Rana: The Legend of Shadow Lake or Croaked: Frog Monster from Hell or Rana: The Creature from Shadow Lake just plain Rana was made around the time his other creature film, The Capture of Bigfoot, graced us with its existence. But this time there was a bit more originality involved because we’ve got a whole new type of creature: a killer frog-man! Oh and some of the funkiest music to ever be featured in a Rebane film (and that’s saying something with this as competition).

Rana takes place mostly in flashback form as Kelly Morgan tells the story of his childhood to a woman in his cabin who may or may have something to do with this movie. Though strangely enough, one of the first bits we see is a flashback that has nothing to do with little Kelly, but since this is a Rebane film, I’m not going to argue. A fisherman is looking in the waters for a catch when he’s killed by his own harpoon.

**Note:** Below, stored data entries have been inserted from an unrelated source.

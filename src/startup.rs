use std::net::TcpListener;
use std::path::PathBuf;

use actix_files::Files;
use actix_web::{
    dev::Server,
    middleware::Logger,
    web, App, HttpServer,
};

use crate::{
    dal::artifact_store::ArtifactStore,
    routes::{default_route, snapshot_route},
    services::scrape_coordinator::ScrapeCoordinator,
};

pub fn run(
    listener: TcpListener,
    coordinator: ScrapeCoordinator,
    store: ArtifactStore,
    cache_root: PathBuf,
) -> Result<Server, std::io::Error> {
    let coordinator = web::Data::new(coordinator);
    let store = web::Data::new(store);

    let server = HttpServer::new(move || {
        App::new()
            .wrap(Logger::default())
            .service(Files::new("/cache", cache_root.clone()).prefer_utf8(true))
            .service(default_route::default)
            .service(
                web::scope("/snapshot")
                    .service(snapshot_route::scrape_job)
                    .service(snapshot_route::snapshot_status)
                    .service(snapshot_route::snapshot_data)
                    .service(snapshot_route::snapshot_text)
                    .service(snapshot_route::snapshot_html)
                    .service(snapshot_route::snapshot_screenshot),
            )
            .app_data(coordinator.clone())
            .app_data(store.clone())
    })
    .listen(listener)?
    .run();

    Ok(server)
}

Though little Kelly is the one who finds some fancy fossil that brings all these strange people together in our little film. He and his forest ranger father are living up at Shadow Lake with a paleontologist woman who has joined in on their camping trip for whatever reason.

But early on, I’m totally won over by the line delivery in this movie. It’s as though everyone is seeing their lines for the first time and are just testing them out to see if they can pronounce the words or not. It’s stiff enough to make the Rana costume look realistic.

There’s also a group of three men in flannel marching around the woods. But it doesn’t matter because LOOK! Baby Raccoon!!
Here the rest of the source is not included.